As Colin looked me in the eye mouthing 'them or me', I froze. Emotionally and literally. The icy rain pelted down relentlessly. I was furious. He mouthed the same question. I smiled, but he remained stony faced. I tried to pull the door again. He put the smoking 'kit' down on a table and pulled the door. I'd only been out, against my will, for a couple of minutes but Mother Nature's icy fingers had given me quite the jolt. As my long suffering partner slid the door open, I eased inside. "I've never forced you to do anything, Justin", he said, whilst putting a warming arm around my shoulder, ''but I need you to do this... because I know how much YOU want to do this." My eyes were glassy; a cocktail of fury, icy air and smoke had taken their toll. "It's your choice, Justin. Your choice. I just wanted to remind you of that."
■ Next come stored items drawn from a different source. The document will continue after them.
// ABOUTME: Defines the Tool trait - the capability contract agents invoke.
// ABOUTME: Also provides ToolDescriptor for reasoners and FnTool for closure-backed tools.

use std::fmt;
use std::sync::Arc;

use async_trait::async_trait;
use futures::future::BoxFuture;
use serde::{Deserialize, Serialize};

use super::ToolResult;

/// What a reasoner is told about a tool: its name and input contract.
#[derive(Debug, Clone, PartialEq, Serialize, Deserialize)]
pub struct ToolDescriptor {
    pub name: String,
    pub description: String,
    pub input_schema: serde_json::Value,
}

/// A capability that an agent can invoke during its decide/act loop.
#[async_trait]
pub trait Tool: Send + Sync {
    /// Returns the unique name of this tool.
    fn name(&self) -> &str;

    /// Returns a human-readable description for the reasoner.
    fn description(&self) -> &str;

    /// Returns the JSON Schema for the tool's input arguments.
    fn schema(&self) -> serde_json::Value;

    /// Execute the tool with the given arguments.
    ///
    /// Returning `Err` and returning `ToolResult::error` are both treated as
    /// recoverable failures by the execution loop.
    async fn execute(&self, params: serde_json::Value) -> Result<ToolResult, anyhow::Error>;

    /// Describe this tool for a reasoner.
    fn descriptor(&self) -> ToolDescriptor {
        ToolDescriptor {
            name: self.name().to_string(),
            description: self.description().to_string(),
            input_schema: self.schema(),
        }
    }
}

type ToolFn =
    Arc<dyn Fn(serde_json::Value) -> BoxFuture<'static, Result<ToolResult, anyhow::Error>> + Send + Sync>;

/// A tool backed by an async closure.
///
/// Useful for wiring external capabilities without a dedicated type:
///
/// ```
/// use taskcrew::tool::{FnTool, ToolResult};
///
/// let tool = FnTool::new("Echo", "Echo the query back", |params| async move {
///     Ok(ToolResult::text(params["query"].as_str().unwrap_or_default()))
/// });
/// ```
#[derive(Clone)]
pub struct FnTool {
    name: String,
    description: String,
    schema: serde_json::Value,
    call: ToolFn,
}

impl FnTool {
    /// Create a tool from a name, description and async handler.
    ///
    /// The input schema defaults to an object with a single string `query`.
    pub fn new<F, Fut>(name: impl Into<String>, description: impl Into<String>, call: F) -> Self
    where
        F: Fn(serde_json::Value) -> Fut + Send + Sync + 'static,
        Fut: Future<Output = Result<ToolResult, anyhow::Error>> + Send + 'static,
    {
        let call: ToolFn = Arc::new(
            move |params: serde_json::Value| -> BoxFuture<'static, Result<ToolResult, anyhow::Error>> {
                Box::pin(call(params))
            },
        );
        Self {
            name: name.into(),
            description: description.into(),
            schema: serde_json::json!({
                "type": "object",
                "properties": {
                    "query": { "type": "string" }
                },
                "required": ["query"]
            }),
            call,
        }
    }

    /// Override the input schema.
    pub fn with_schema(mut self, schema: serde_json::Value) -> Self {
        self.schema = schema;
        self
    }
}

impl fmt::Debug for FnTool {
    fn fmt(&self, f: &mut fmt::Formatter<'_>) -> fmt::Result {
        f.debug_struct("FnTool")
            .field("name", &self.name)
            .field("description", &self.description)
            .finish_non_exhaustive()
    }
}

#[async_trait]
impl Tool for FnTool {
    fn name(&self) -> &str {
        &self.name
    }

    fn description(&self) -> &str {
        &self.description
    }

    fn schema(&self) -> serde_json::Value {
        self.schema.clone()
    }

    async fn execute(&self, params: serde_json::Value) -> Result<ToolResult, anyhow::Error> {
        (self.call)(params).await
    }
}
Back inside I said nothing. I simply walked to all the secret places where, traditionally, I stacked my little white, brown tipped sticks. In coat pockets. Secreted in a briefcase. In my office drawer. In an antique box on the coffee table. I gathered perhaps half a dozen half empty boxes of cigarettes as Colin watched. And then I walked towards the bathroom. And walked in. Settled on the edge of the bath and, with the toilet lid open, I carefully crushed my dirty habit, one by one. And then I flushed the loo. And then flushed it again to take away the evidence in one final, aquatic spin cycle. Crying (you KNOW I'm emotional) I lent towards Colin and took his hand. I could hardly get the words to tumble but eventually they came. "I quit. Forever. Thank you for making me realize what I had to do. Thank you. I quit. I quit. I quit…"
Since that evening I have been lucky. For some reason, nicotine cessation has been easier than I thought it might be. Sure, I've struggled here and there (okay, there have been hard times) but I've done it. I haven't sneaked a single ciggie (cos I'm very much all or nothing) and so much has changed. My skin is clearer. My eyes brighter. My mouth isn't grey and dank. My clothes smell of Chanel Pour Monsieur and not of dank, stale Marlboro. And, having been a two packs a day kinda guy I have saved a load of money. You do the maths - THOUSANDS of pounds and even more dollars…
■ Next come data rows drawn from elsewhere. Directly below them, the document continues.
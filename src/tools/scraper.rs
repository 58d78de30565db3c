// ABOUTME: WebScraper - fetches a page and returns its readable text.
// ABOUTME: Non-HTML bodies are returned as-is; output is truncated to max_length chars.

use async_trait::async_trait;
use serde::Deserialize;

use super::html::{html_to_text, page_title, truncate_chars};
use crate::tool::{Tool, ToolResult};

/// Tool for scraping the text content of a web page.
#[derive(Debug, Clone)]
pub struct WebScraper {
    client: reqwest::Client,
}

impl WebScraper {
    pub fn new(client: reqwest::Client) -> Self {
        Self { client }
    }
}

#[derive(Deserialize)]
struct ScrapeParams {
    #[serde(alias = "website_url")]
    url: String,
    #[serde(default = "default_max_length")]
    max_length: usize,
}

fn default_max_length() -> usize {
    20_000
}

/// Add a scheme when the reasoner leaves it off.
fn normalize_url(url: &str) -> String {
    let url = url.trim();
    if url.starts_with("http://") || url.starts_with("https://") {
        url.to_string()
    } else {
        format!("https://{}", url)
    }
}

#[async_trait]
impl Tool for WebScraper {
    fn name(&self) -> &str {
        "WebScraper"
    }

    fn description(&self) -> &str {
        "Scrape a web page and return its text content. Use it to read pages found through search."
    }

    fn schema(&self) -> serde_json::Value {
        serde_json::json!({
            "type": "object",
            "properties": {
                "url": {
                    "type": "string",
                    "description": "The URL to scrape"
                },
                "max_length": {
                    "type": "integer",
                    "description": "Maximum number of characters to return (default: 20000)",
                    "default": 20000
                }
            },
            "required": ["url"]
        })
    }

    async fn execute(&self, params: serde_json::Value) -> Result<ToolResult, anyhow::Error> {
        let params: ScrapeParams = serde_json::from_value(params)?;
        let url = normalize_url(&params.url);

        let response = match self.client.get(&url).send().await {
            Ok(resp) => resp,
            Err(e) => return Ok(ToolResult::error(format!("Failed to fetch URL: {}", e))),
        };

        let status = response.status();
        if !status.is_success() {
            return Ok(ToolResult::error(format!(
                "HTTP error: {} {}",
                status.as_u16(),
                status.canonical_reason().unwrap_or("Unknown")
            )));
        }

        let is_html = response
            .headers()
            .get(reqwest::header::CONTENT_TYPE)
            .and_then(|v| v.to_str().ok())
            .map(|ct| ct.to_lowercase().contains("html"))
            .unwrap_or(true);

        let body = match response.text().await {
            Ok(body) => body,
            Err(e) => return Ok(ToolResult::error(format!("Failed to read body: {}", e))),
        };

        let text = if is_html {
            let text = html_to_text(&body);
            match page_title(&body) {
                Some(title) => format!("# {}\n\n{}", title, text),
                None => text,
            }
        } else {
            body
        };

        let (mut text, truncated) = truncate_chars(&text, params.max_length);
        if truncated {
            text.push_str("\n\n[content truncated]");
        }
        Ok(ToolResult::text(format!("Content from {}:\n\n{}", url, text)))
    }
}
And so I thank Colin. And my aforementioned stubborn streak. He gave me ALL the support I needed... and I clung to that. Thank you, sweet man. Two years ago today you helped me free myself of nicotine's ugly clutch. And you supported me all the way.
Now I can shout it load and proud from the rooftops. I quit. And, if you want to, so too can you. If I can be of ANY help with guidance and such like I will do my best to answer questions or offer any support. When YOU are ready, you too will utter the words - I quit. But only when you are ready.
And I shall never start again. I'd also like to thank all my pals on Facebook and twitter for their support as I conquered my smoking demon. You offered great encouragement!
As I said earlier - I am stubborn. The only difference is that I now recognize how to use that trait to my advantage. I QUIT! I QUIT! I QUIT!